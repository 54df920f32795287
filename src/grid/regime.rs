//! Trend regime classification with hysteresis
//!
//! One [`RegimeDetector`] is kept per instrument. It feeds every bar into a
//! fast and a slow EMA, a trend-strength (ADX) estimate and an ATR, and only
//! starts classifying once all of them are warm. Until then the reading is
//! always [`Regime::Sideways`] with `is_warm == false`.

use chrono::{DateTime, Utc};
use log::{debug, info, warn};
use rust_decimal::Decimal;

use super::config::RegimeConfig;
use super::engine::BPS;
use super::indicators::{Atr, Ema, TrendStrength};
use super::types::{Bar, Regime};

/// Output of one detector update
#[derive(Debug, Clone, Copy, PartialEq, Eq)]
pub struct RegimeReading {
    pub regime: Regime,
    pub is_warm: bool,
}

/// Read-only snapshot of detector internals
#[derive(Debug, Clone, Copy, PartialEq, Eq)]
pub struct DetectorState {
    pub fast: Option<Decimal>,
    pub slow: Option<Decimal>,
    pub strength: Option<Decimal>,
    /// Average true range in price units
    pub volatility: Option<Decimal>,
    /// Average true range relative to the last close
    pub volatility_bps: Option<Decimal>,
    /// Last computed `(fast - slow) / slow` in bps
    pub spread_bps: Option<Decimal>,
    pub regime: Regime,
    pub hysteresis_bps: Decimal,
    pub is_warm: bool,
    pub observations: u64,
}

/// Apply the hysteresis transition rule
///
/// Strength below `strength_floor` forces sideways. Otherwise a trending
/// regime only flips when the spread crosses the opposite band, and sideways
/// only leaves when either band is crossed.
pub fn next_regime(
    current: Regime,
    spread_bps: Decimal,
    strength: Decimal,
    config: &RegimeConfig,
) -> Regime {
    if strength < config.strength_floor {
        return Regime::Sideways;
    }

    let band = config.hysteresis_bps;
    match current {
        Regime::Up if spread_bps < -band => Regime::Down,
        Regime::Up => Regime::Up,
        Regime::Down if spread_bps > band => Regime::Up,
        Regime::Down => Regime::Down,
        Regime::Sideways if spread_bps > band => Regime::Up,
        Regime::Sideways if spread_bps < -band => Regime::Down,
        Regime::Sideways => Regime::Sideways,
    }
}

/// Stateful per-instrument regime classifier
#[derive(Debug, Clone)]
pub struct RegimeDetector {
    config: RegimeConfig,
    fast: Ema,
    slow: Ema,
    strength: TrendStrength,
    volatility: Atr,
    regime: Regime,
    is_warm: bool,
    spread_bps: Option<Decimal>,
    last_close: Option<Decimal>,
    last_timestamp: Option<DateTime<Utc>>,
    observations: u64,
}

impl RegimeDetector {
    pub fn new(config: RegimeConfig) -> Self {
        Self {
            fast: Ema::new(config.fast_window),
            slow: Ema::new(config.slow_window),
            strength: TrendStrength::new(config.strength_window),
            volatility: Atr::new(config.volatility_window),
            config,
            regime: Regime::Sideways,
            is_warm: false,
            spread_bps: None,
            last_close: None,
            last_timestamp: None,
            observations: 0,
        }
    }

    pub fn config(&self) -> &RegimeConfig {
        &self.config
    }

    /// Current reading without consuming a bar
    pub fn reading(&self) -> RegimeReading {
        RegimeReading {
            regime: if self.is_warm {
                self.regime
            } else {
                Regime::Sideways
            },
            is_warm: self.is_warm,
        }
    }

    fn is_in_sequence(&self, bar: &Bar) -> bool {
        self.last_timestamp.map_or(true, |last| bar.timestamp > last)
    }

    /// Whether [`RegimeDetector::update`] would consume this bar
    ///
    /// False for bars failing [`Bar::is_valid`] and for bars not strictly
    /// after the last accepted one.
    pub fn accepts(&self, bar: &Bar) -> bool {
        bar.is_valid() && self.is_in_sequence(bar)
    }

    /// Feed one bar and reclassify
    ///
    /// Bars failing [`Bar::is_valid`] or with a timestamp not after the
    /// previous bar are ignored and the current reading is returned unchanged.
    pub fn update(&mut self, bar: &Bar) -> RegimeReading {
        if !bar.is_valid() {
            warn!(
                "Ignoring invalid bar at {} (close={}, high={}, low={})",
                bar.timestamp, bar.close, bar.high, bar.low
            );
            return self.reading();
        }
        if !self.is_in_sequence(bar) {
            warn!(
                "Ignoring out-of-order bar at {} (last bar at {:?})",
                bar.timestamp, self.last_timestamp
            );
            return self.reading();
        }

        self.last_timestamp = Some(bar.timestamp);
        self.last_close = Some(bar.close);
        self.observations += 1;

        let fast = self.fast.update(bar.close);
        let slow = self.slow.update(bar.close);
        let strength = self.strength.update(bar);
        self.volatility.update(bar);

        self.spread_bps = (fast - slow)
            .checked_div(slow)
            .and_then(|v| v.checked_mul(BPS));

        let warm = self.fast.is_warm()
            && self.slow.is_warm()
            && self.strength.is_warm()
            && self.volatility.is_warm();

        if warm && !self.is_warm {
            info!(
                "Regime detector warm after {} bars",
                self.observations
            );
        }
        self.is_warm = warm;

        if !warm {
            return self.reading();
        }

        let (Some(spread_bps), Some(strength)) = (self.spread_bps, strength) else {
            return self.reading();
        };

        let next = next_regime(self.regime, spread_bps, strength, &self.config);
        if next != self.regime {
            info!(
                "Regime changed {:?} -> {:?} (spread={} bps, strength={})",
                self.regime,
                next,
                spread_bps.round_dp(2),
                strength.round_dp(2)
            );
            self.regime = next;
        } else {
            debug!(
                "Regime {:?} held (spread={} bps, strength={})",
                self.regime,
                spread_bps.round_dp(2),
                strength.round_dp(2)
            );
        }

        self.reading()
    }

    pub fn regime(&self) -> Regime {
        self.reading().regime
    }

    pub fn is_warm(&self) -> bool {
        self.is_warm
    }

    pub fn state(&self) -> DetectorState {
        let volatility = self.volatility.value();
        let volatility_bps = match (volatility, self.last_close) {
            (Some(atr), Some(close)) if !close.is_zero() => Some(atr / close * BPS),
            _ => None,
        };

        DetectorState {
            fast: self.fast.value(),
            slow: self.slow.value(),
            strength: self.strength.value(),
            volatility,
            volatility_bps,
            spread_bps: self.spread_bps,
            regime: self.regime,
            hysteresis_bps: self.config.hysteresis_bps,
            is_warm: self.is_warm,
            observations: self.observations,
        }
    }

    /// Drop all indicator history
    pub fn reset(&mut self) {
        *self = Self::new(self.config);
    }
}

* * *

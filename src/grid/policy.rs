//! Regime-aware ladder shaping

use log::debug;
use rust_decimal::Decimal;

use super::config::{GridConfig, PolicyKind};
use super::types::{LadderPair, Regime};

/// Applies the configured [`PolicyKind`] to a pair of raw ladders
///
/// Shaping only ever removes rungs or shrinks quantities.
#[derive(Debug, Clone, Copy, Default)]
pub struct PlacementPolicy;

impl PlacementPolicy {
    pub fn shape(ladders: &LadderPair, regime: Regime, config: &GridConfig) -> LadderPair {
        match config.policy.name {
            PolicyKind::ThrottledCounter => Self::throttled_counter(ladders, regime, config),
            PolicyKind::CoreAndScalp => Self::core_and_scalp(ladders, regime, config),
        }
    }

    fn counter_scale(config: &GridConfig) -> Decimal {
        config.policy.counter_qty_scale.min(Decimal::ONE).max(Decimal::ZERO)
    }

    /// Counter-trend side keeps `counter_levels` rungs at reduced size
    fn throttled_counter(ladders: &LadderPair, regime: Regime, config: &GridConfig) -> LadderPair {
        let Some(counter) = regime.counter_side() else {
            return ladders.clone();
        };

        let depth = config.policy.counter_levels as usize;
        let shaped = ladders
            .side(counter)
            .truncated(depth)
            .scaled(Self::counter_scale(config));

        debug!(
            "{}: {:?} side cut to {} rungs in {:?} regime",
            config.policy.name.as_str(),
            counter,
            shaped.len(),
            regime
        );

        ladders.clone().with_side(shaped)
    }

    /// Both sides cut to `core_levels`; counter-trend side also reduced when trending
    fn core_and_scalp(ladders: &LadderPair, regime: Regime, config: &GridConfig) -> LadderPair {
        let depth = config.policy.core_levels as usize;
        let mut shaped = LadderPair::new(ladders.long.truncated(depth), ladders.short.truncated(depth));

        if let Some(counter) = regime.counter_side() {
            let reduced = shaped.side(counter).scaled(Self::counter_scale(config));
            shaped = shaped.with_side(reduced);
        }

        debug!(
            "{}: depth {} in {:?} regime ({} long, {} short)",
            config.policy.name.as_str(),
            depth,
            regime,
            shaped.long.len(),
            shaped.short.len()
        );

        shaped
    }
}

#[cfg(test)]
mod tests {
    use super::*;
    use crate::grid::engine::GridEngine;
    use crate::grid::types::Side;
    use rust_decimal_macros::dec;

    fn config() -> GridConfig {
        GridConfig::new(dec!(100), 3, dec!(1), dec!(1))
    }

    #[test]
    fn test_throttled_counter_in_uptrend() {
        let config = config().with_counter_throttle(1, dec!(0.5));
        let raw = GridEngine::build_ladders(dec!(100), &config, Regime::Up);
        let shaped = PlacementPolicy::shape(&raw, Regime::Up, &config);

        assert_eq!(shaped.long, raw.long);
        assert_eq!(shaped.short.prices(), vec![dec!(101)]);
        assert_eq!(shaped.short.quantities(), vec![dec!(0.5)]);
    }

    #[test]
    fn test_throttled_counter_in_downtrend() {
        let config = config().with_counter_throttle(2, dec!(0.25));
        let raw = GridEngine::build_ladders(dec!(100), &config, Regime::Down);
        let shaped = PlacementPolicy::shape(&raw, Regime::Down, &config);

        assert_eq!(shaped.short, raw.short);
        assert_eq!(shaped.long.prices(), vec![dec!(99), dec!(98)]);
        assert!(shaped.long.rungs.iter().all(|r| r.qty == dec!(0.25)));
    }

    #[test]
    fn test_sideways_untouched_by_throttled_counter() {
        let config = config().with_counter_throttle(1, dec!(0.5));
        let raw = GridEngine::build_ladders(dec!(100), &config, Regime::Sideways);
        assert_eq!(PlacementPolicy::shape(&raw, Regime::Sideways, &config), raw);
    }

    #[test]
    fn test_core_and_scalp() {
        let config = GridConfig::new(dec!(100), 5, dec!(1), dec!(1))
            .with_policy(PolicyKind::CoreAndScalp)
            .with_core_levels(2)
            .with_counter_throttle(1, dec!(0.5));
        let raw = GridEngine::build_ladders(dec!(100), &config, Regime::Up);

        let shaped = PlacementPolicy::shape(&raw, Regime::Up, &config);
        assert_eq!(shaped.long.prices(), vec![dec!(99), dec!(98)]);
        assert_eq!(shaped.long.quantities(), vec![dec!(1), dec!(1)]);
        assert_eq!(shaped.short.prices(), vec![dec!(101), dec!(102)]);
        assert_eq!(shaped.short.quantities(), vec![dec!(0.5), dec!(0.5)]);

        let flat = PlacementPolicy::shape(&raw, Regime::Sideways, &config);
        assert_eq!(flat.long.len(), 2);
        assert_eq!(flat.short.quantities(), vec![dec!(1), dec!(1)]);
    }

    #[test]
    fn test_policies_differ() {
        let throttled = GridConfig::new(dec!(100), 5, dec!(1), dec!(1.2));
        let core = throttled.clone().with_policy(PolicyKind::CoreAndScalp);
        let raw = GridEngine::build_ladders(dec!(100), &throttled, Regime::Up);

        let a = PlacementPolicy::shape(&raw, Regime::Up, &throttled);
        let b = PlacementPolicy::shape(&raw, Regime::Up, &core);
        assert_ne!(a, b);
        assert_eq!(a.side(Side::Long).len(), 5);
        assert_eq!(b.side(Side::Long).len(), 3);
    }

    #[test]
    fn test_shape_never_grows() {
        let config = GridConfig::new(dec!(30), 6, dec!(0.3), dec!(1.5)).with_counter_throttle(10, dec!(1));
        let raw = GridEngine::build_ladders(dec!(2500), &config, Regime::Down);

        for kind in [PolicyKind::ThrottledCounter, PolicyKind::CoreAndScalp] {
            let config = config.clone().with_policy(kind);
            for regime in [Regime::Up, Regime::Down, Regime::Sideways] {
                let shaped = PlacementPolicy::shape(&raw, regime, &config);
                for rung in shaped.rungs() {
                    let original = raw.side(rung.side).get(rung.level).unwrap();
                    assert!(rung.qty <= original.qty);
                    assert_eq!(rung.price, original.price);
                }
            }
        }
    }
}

**THE PROBLEM**: Reproduce exactly the lines of the records above from the one with "core = throttled.clone().with_policy(PolicyKind::CoreAndScalp);" to the one with "let a = PlacementPolicy::shape(&raw, Regime::Up, &throttled);", both included, and leave out everything else.

**RESULT OF THE EXERCISE**:
        let core = throttled.clone().with_policy(PolicyKind::CoreAndScalp);
        let raw = GridEngine::build_ladders(dec!(100), &throttled, Regime::Up);

        let a = PlacementPolicy::shape(&raw, Regime::Up, &throttled);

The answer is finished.